Une piste ? Personne n’est satisfait de passer en moyenne 1 heure par jour à se rendre à son travail (A/R) : il convient donc de réfléchir à des façons de se déplacer plus efficace, plus économe en énergie… (ex : le télé-travail)

 

Eric Lambin , géographe, chercheur aux Universités de Louvain et Stanford

Sur le matérialisme : les gens très matérialistes sont plus insatisfaits, plus anxieux que les autres (sondage Gallup) car, plus on est riche, plus les exigences de confort augmentent…

Un lien fort existe entre la nature et le psychisme ; une étude montre que, à l’hôpital, les patients ayant une chambre avec une vue sur la nature ont besoin de moins d’anti-douleur que les autres et quittent l’hôpital plus tôt.

Il en va de même sur notre lieu de travail: nous développons plus d’optimisme, de joie, de bien-être, lorsque nous travaillons dans un bureau spacieux, avec une décoration qui nous plaît et une vue dégagée…

Certains pays, comme le Costa Rica ou le Boutan, ont réussi la re-forestation de leur pays, grâce à une politique très volontariste de l’état, relayée par le privé.

Sur la passion comme moteur de ses rêves

Nele Paxinou , directrice de la compagnie de théâtre : « les Balladins du Miroir ».

Le bonheur, c’est la réalisation de sa passion.

Elle cite Gaston Bachelard :

«  Les grandes passions se préparent dans de grandes rêveries »

La clé de son succès, malgré le handicap dont elle est victime. Dans sa compagnie, chacun, du manœuvre au directeur, a la même considération.

« Dans notre métier, on ne dit pas :  je vais travailler, mais je vais jouer »

Sebastien de FOOZ , reporter, marcheur « au long cours »: 5500 km à pied pour aller à Jérusalem, depuis Gand (Belgique).

En assistant à la conférence de Sébastien, je ne pouvais m’empêcher de penser à nos amis Alexandre et Sonia Poussin, qu’Albéric m’avait fait rencontrer (« Afrika Trek », 15 000 km à pied de traversée de l’Afrique): autre défi incroyable, mais là, notre ami Sébastien est seul…

J’ai découvert un homme passionné, simple, d’un courage extraordinaire, animé par une force intérieure.

Quelques morceaux choisis :

  • Il faut quitter ses certitudes pour aller vers l’incertain
  • Traversée de l’Allemagne, toute proche : 18 jours de pluie sur 22 …qui aurait continué?
  • Détours de 150 km pour aller sur le site de Dachau, d’où il ramasse une petite pierre qu’il disposera, en souvenir de tous les malheureux déportés, sur le Mur des Lamentations, à Jérusalem.
  • En Europe de l’est, dans chaque pays qu’il s’apprête à traverser, on le met en garde contre le pays qu’il est sur le point de traverser…ex : en Hongrie : attention à la Croatie, c’est un pays qui peut être dangereux ! …
  • Rencontrer l’autre dans sa différence, sans le juger
  • Transformer la solitude en force intérieure

Conclusion : Le dialogue est capital c’est un dialogue avec l’autre, mais aussi un dialogue intérieur.

Sur la recherche d’un bonheur intérieur

 

Christophe André (psychiatre)

Avec Christophe André, on est au cœur de la problématique énoncée par nos amis belges : car le bonheur, c’est son terrain de jeu favori !

3 postulats qui nous empêchent d’accéder au bonheur :

  • Regarder l’écart entre ce que j’ai et ce que je voudrais
  • Regarder l’écart entre ce que j’ai et ce que j’ai eu dans le passé
  • Se comparer aux autres : soit on se félicite d’avoir plus, soit on les envie pour ce qu’ils ont de plus que nous.

Or, notre société d’hyperconsommation souffle sur ces braises en permanence : elle nous pilonne d’incitations à la comparaison de soi…

Il y a un manque de conscience de bien-être.

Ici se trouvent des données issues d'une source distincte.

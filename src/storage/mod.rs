//! Persistent client state
//!
//! Layout of the data directory:
//!
//! <data_dir>/
//! ├── local_storage.json     # Key/value preferences (string values)
//! └── session.json           # Identity session (see auth::oauth)

pub mod prefs;

pub use prefs::{DisplayMode, DisplayPreferences};

use anyhow::{Context, Result};
use std::collections::BTreeMap;
use std::path::{Path, PathBuf};

/// File name of the key/value store inside the data directory
pub const LOCAL_STORAGE_FILE: &str = "local_storage.json";

/// Durable string key/value store
///
/// Mirrors browser local storage: values are strings, every write is flushed
/// to disk immediately.
#[derive(Debug, Clone)]
pub struct LocalStorage {
    path: PathBuf,
}

impl LocalStorage {
    pub fn new(path: impl Into<PathBuf>) -> Self {
        Self { path: path.into() }
    }

    /// Store at `<data_dir>/local_storage.json`
    pub fn in_dir(data_dir: &Path) -> Self {
        Self::new(data_dir.join(LOCAL_STORAGE_FILE))
    }

    pub fn path(&self) -> &Path {
        &self.path
    }

    fn load(&self) -> Result<BTreeMap<String, String>> {
        if !self.path.exists() {
            return Ok(BTreeMap::new());
        }
        let content = std::fs::read_to_string(&self.path)
            .with_context(|| format!("Failed to read {}", self.path.display()))?;
        if content.trim().is_empty() {
            return Ok(BTreeMap::new());
        }
        serde_json::from_str(&content)
            .with_context(|| format!("Failed to parse {}", self.path.display()))
    }

    pub fn get_item(&self, key: &str) -> Result<Option<String>> {
        Ok(self.load()?.remove(key))
    }

    pub fn set_item(&self, key: &str, value: &str) -> Result<()> {
        // A corrupt file is replaced rather than blocking every later write
        let mut items = self.load().unwrap_or_default();
        items.insert(key.to_string(), value.to_string());

        if let Some(parent) = self.path.parent() {
            std::fs::create_dir_all(parent)
                .with_context(|| format!("Failed to create directory: {}", parent.display()))?;
        }
        let content = serde_json::to_string_pretty(&items)?;
        std::fs::write(&self.path, content)
            .with_context(|| format!("Failed to write {}", self.path.display()))?;
        Ok(())
    }
}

Ex. regarder le soleil se lever ou se coucher : c’est important, même sinon urgent.

Mais… si je me coupe de contact avec la nature, je vais continuer bien sûr à vivre, mais, petit-à-petit, je me porterai moins bien…

Conclusion : Qu’est-ce qui pourrait nous rendre plus heureux ? c’est le rapport bonheur/estime de soi.

L’estime de soi fluctue, elle doit être augmentée.

Elle ne doit pas être uniquement liée à la réussite professionnelle ou intellectuelle.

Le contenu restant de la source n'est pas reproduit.